**YOUR ASSIGNMENT**. Each line below should be reproduced without any alteration.

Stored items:
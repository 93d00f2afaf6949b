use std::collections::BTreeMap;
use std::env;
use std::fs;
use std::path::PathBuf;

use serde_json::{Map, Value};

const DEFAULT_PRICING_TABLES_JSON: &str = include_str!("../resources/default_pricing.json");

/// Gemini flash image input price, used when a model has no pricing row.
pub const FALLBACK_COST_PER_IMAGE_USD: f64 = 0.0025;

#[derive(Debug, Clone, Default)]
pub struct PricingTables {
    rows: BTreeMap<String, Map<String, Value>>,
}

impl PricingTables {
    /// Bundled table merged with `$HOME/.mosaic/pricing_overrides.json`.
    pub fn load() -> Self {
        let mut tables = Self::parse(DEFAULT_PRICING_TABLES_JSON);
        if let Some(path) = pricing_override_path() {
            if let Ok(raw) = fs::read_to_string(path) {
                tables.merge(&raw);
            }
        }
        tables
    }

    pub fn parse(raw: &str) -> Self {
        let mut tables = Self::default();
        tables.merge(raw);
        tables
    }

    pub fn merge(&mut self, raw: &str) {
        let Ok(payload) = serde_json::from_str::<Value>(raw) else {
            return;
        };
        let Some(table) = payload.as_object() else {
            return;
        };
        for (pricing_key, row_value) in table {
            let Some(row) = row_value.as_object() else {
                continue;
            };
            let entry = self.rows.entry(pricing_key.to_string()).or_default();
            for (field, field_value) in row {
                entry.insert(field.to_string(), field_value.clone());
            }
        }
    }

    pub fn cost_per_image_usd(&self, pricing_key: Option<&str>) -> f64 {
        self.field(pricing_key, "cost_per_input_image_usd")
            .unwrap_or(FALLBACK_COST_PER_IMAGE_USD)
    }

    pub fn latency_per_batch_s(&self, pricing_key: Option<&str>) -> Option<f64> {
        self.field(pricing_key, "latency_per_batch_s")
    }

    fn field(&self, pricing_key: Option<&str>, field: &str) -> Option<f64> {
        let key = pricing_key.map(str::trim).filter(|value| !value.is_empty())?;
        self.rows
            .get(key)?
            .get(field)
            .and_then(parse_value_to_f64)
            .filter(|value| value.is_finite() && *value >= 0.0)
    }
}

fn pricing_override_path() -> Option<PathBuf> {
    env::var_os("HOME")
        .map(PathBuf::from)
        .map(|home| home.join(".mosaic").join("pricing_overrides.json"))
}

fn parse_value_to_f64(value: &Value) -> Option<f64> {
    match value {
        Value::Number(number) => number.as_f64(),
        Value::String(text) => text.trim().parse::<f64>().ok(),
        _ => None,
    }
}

**RESULT FOR THIS TASK**.
repository 93d00f2afaf6949b
use std::collections::BTreeMap;
use std::env;
use std::fs;
use std::path::PathBuf;

use serde_json::{Map, Value};

const DEFAULT_PRICING_TABLES_JSON: &str = include_str!("../resources/default_pricing.json");

/// Gemini flash image input price, used when a model has no pricing row.
pub const FALLBACK_COST_PER_IMAGE_USD: f64 = 0.0025;

#[derive(Debug, Clone, Default)]
pub struct PricingTables {
    rows: BTreeMap<String, Map<String, Value>>,
}

impl PricingTables {
    /// Bundled table merged with `$HOME/.mosaic/pricing_overrides.json`.
    pub fn load() -> Self {
        let mut tables = Self::parse(DEFAULT_PRICING_TABLES_JSON);
        if let Some(path) = pricing_override_path() {
            if let Ok(raw) = fs::read_to_string(path) {
                tables.merge(&raw);
            }
        }
        tables
    }

    pub fn parse(raw: &str) -> Self {
        let mut tables = Self::default();
        tables.merge(raw);
        tables
    }

    pub fn merge(&mut self, raw: &str) {
        let Ok(payload) = serde_json::from_str::<Value>(raw) else {
            return;
        };
        let Some(table) = payload.as_object() else {
            return;
        };
        for (pricing_key, row_value) in table {
            let Some(row) = row_value.as_object() else {
                continue;
            };
            let entry = self.rows.entry(pricing_key.to_string()).or_default();
            for (field, field_value) in row {
                entry.insert(field.to_string(), field_value.clone());
            }
        }
    }

    pub fn cost_per_image_usd(&self, pricing_key: Option<&str>) -> f64 {
        self.field(pricing_key, "cost_per_input_image_usd")
            .unwrap_or(FALLBACK_COST_PER_IMAGE_USD)
    }

    pub fn latency_per_batch_s(&self, pricing_key: Option<&str>) -> Option<f64> {
        self.field(pricing_key, "latency_per_batch_s")
    }

    fn field(&self, pricing_key: Option<&str>, field: &str) -> Option<f64> {
        let key = pricing_key.map(str::trim).filter(|value| !value.is_empty())?;
        self.rows
            .get(key)?
            .get(field)
            .and_then(parse_value_to_f64)
            .filter(|value| value.is_finite() && *value >= 0.0)
    }
}

fn pricing_override_path() -> Option<PathBuf> {
    env::var_os("HOME")
        .map(PathBuf::from)
        .map(|home| home.join(".mosaic").join("pricing_overrides.json"))
}

fn parse_value_to_f64(value: &Value) -> Option<f64> {
    match value {
        Value::Number(number) => number.as_f64(),
        Value::String(text) => text.trim().parse::<f64>().ok(),
        _ => None,
    }
}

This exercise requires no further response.